Nicholas berdecak, sembari menunjuk-nunjuk buku yang ada di tangan Erina, "Itu buku lah!"

Kening Erina mengerucut, sementara Nicholas tersenyum. "Buku itu berisi cara menemukan jati diri dan cara-cara mencintai diri sendiri."

"Kenapa lo ngasih ini ke gue?" tanya Erina.

"Buku itu buat lo. Sebenarnya itu hadiah dari Tante gue, yang kerja di toko buku. Tapi berhubung, gue udah selesai baca dan hapal semua isinya. Dibanding nganggur, mending kasih ke orang yang membutuhkan," ucap Nicholas.

"Lo ngasih gue segampang ini? Gratis lagi?" tanya Erina.

Nicholas menepuk jidat. "Enggaklah. Karena lo gak mau gue bertanggung jawab, sama makanan yang gue jatuhin. Sebagai gantinya, lo bisa milikin buku gue."

"Lo mungkin but---"

"Ish! Gue udah sangat mencintai diri gue sendiri, jadi gak perlu baca-baca lagi buku itu. Mendingan bukunya buat lo aja," gerutu Nicholas.

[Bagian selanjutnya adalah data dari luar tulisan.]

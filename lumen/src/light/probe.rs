use alloc::vec::Vec;
use core::fmt;

use manyfmt::Refmt as _;

use crate::camera::Camera;
use crate::light::LightParameterError;
use crate::math::{Aab, Coordinate, ShCoefficient, Sphere, UniformMatrix, WorldPoint};
use crate::probe::{AreaType, InfluenceVolume, SphereVolume};
use crate::util::{ConciseDebug, Scratch};

/// Identifies a prefiltered environment cubemap owned by the rendering backend.
///
/// This crate never looks inside the map; it only carries the handle from the baking
/// process to the shader.
#[derive(Clone, Copy, Debug, Eq, Hash, PartialEq)]
#[expect(clippy::exhaustive_structs)]
pub struct CubemapHandle(pub u64);

/// Baked environment lighting for a [`LightProbe`], as produced by an external baking
/// process or read back from storage.
#[derive(Clone, Debug, Default, PartialEq)]
#[non_exhaustive]
pub struct EnvironmentData {
    /// Spherical-harmonics coefficients of the irradiance, lowest order first.
    /// [`None`] if they were never computed.
    pub sh_coefficients: Option<Vec<ShCoefficient>>,
    /// The prefiltered radiance cubemap.
    pub prefiltered_map: Option<CubemapHandle>,
    /// Number of mip levels in the prefiltered map.
    pub mip_count: u32,
}

impl EnvironmentData {
    /// Constructs environment data from its parts.
    #[inline]
    pub fn new(
        sh_coefficients: Option<Vec<ShCoefficient>>,
        prefiltered_map: Option<CubemapHandle>,
        mip_count: u32,
    ) -> Self {
        Self {
            sh_coefficients,
            prefiltered_map,
            mip_count,
        }
    }
}

/// Baked environment lighting, valid within an [`InfluenceVolume`].
///
/// A probe is not [ready](Self::is_ready) until its environment data has been loaded;
/// blending strategies treat a probe that is not ready as absent.
#[derive(Clone, PartialEq)]
pub struct LightProbe {
    position: WorldPoint,
    volume: InfluenceVolume,
    ready: bool,
    sh_coefficients: Vec<ShCoefficient>,
    prefiltered_map: Option<CubemapHandle>,
    mip_count: u32,
}

impl LightProbe {
    /// Number of spherical-harmonics coefficients in a complete set (third order).
    pub const SH_COEFFICIENT_COUNT: usize = 9;

    /// Constructs a probe at `position` with the given influence volume, which is moved
    /// to be centered on `position`.
    #[inline]
    pub fn new(position: WorldPoint, mut volume: InfluenceVolume) -> Self {
        volume.set_center(position);
        Self {
            position,
            volume,
            ready: false,
            sh_coefficients: Vec::new(),
            prefiltered_map: None,
            mip_count: 0,
        }
    }

    /// Returns the position of the probe.
    #[inline]
    pub fn position(&self) -> WorldPoint {
        self.position
    }

    /// Moves the probe and the center of its influence volume.
    #[inline]
    pub fn set_position(&mut self, position: WorldPoint) {
        self.position = position;
        self.volume.set_center(position);
    }

    /// Returns the influence volume.
    #[inline]
    pub fn volume(&self) -> &InfluenceVolume {
        &self.volume
    }

    /// Returns the influence volume for modification.
    ///
    /// Moving the volume this way does not move the probe.
    #[inline]
    pub fn volume_mut(&mut self) -> &mut InfluenceVolume {
        &mut self.volume
    }

    /// Returns the shape of the influence volume.
    #[inline]
    pub fn area_type(&self) -> AreaType {
        self.volume.area_type()
    }

    /// Replaces the influence volume with one of the given shape, keeping its center and
    /// radius. Does nothing if the shape is unchanged.
    #[inline]
    pub fn set_area_type(&mut self, area_type: AreaType) -> Result<(), LightParameterError> {
        if area_type != self.volume.area_type() {
            self.volume =
                InfluenceVolume::new(area_type, self.volume.center(), self.volume.radius())?;
        }
        Ok(())
    }

    /// Returns whether the environment data is available for shading.
    #[inline]
    pub fn is_ready(&self) -> bool {
        self.ready
    }

    /// Marks the environment data as available or not.
    #[inline]
    pub fn set_ready(&mut self, ready: bool) {
        self.ready = ready;
    }

    /// Installs baked environment data.
    ///
    /// If the data lacks spherical-harmonics coefficients, the probe is left not
    /// ready and a warning is logged, since it must be baked again before it can be used.
    #[allow(clippy::missing_inline_in_public_items)]
    pub fn load_environment(&mut self, data: EnvironmentData) {
        let EnvironmentData {
            sh_coefficients,
            prefiltered_map,
            mip_count,
        } = data;
        self.prefiltered_map = prefiltered_map;
        self.mip_count = mip_count;
        match sh_coefficients {
            Some(coefficients) => {
                self.sh_coefficients = coefficients;
                self.ready = true;
            }
            None => {
                self.sh_coefficients.clear();
                self.ready = false;
                log::warn!(
                    "light probe at {:?} is missing spherical harmonics coefficients; \
                    it must be baked again before it can be used",
                    self.position.refmt(&ConciseDebug)
                );
            }
        }
    }

    /// Returns the spherical-harmonics coefficients, which are empty until loaded.
    #[inline]
    pub fn sh_coefficients(&self) -> &[ShCoefficient] {
        &self.sh_coefficients
    }

    /// Returns the prefiltered environment map, if any.
    #[inline]
    pub fn prefiltered_map(&self) -> Option<CubemapHandle> {
        self.prefiltered_map
    }

    /// Returns the number of mip levels of the prefiltered environment map.
    #[inline]
    pub fn mip_count(&self) -> u32 {
        self.mip_count
    }

    /// Returns the placement of the influence volume packed for shaders, with
    /// `mip_count + 1 / radius` stored in the bottom right element.
    #[inline]
    pub fn uniform_matrix(&self) -> UniformMatrix {
        let mut matrix = self.volume.uniform_matrix();
        matrix.set(
            3,
            3,
            self.mip_count as Coordinate + self.volume.radius().recip(),
        );
        matrix
    }

    pub(crate) fn intersects_box(&self, aab: &Aab, scratch: &mut Scratch) -> bool {
        self.volume.intersects_box(aab, scratch)
    }

    pub(crate) fn intersects_sphere(&self, sphere: &Sphere, scratch: &mut Scratch) -> bool {
        self.volume.intersects_sphere(sphere, scratch)
    }

    /// Returns whether any of the influence volume may be within `camera`'s view.
    #[inline]
    pub fn intersects_frustum(&self, camera: &Camera, scratch: &mut Scratch) -> bool {
        self.volume.intersects_frustum(camera, scratch)
    }
}

/// A probe at the origin with a spherical influence volume of radius 1, not ready.
impl Default for LightProbe {
    #[inline]
    fn default() -> Self {
        let volume = match SphereVolume::new(WorldPoint::origin(), 1.0) {
            Ok(volume) => volume,
            Err(error) => unreachable!("default probe volume rejected: {error}"),
        };
        Self::new(WorldPoint::origin(), volume.into())
    }
}

impl fmt::Debug for LightProbe {
    fn fmt(&self, f: &mut fmt::Formatter<'_>) -> fmt::Result {
        f.debug_struct("LightProbe")
            .field("position", &self.position.refmt(&ConciseDebug))
            .field("volume", &self.volume)
            .field("ready", &self.ready)
            .field("mip_count", &self.mip_count)
            .finish_non_exhaustive()
    }
}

Erina akhirnya menganggukkan kepala. Sembari menunggu para guru, jari jemari lentiknya membuka lembaran halaman kertas. Dia diam-diam tersenyum membuka halaman pertama. Erina membaca, "Teruntuk Bocil Nakal Kesayangan Tante."

"Kayaknya buku ini dikasih spesial buat lo. Kenapa lo malah ngas---"

"Erina. Gue emang bawel dan suka ngomong. Tapi gue juga males kalo harus jawab pertanyaan lo dua kali. Jadi jangan nanya hal yang sama. Bibir gue cape ngejelasin," gerutu Nicholas.

"Iya deh." Jari jemari Erina menelusuri tiap kalimat yang ada di buku. Dia tersenyum senang, menyukai barisan kalimat yang dibacanya. Nicholas tanpa sadar ikut tersenyum memperhatikan Erina membaca bukunya dengan teliti. Dia berharap, teman masa kecilnya itu selalu tersenyum seperti ini.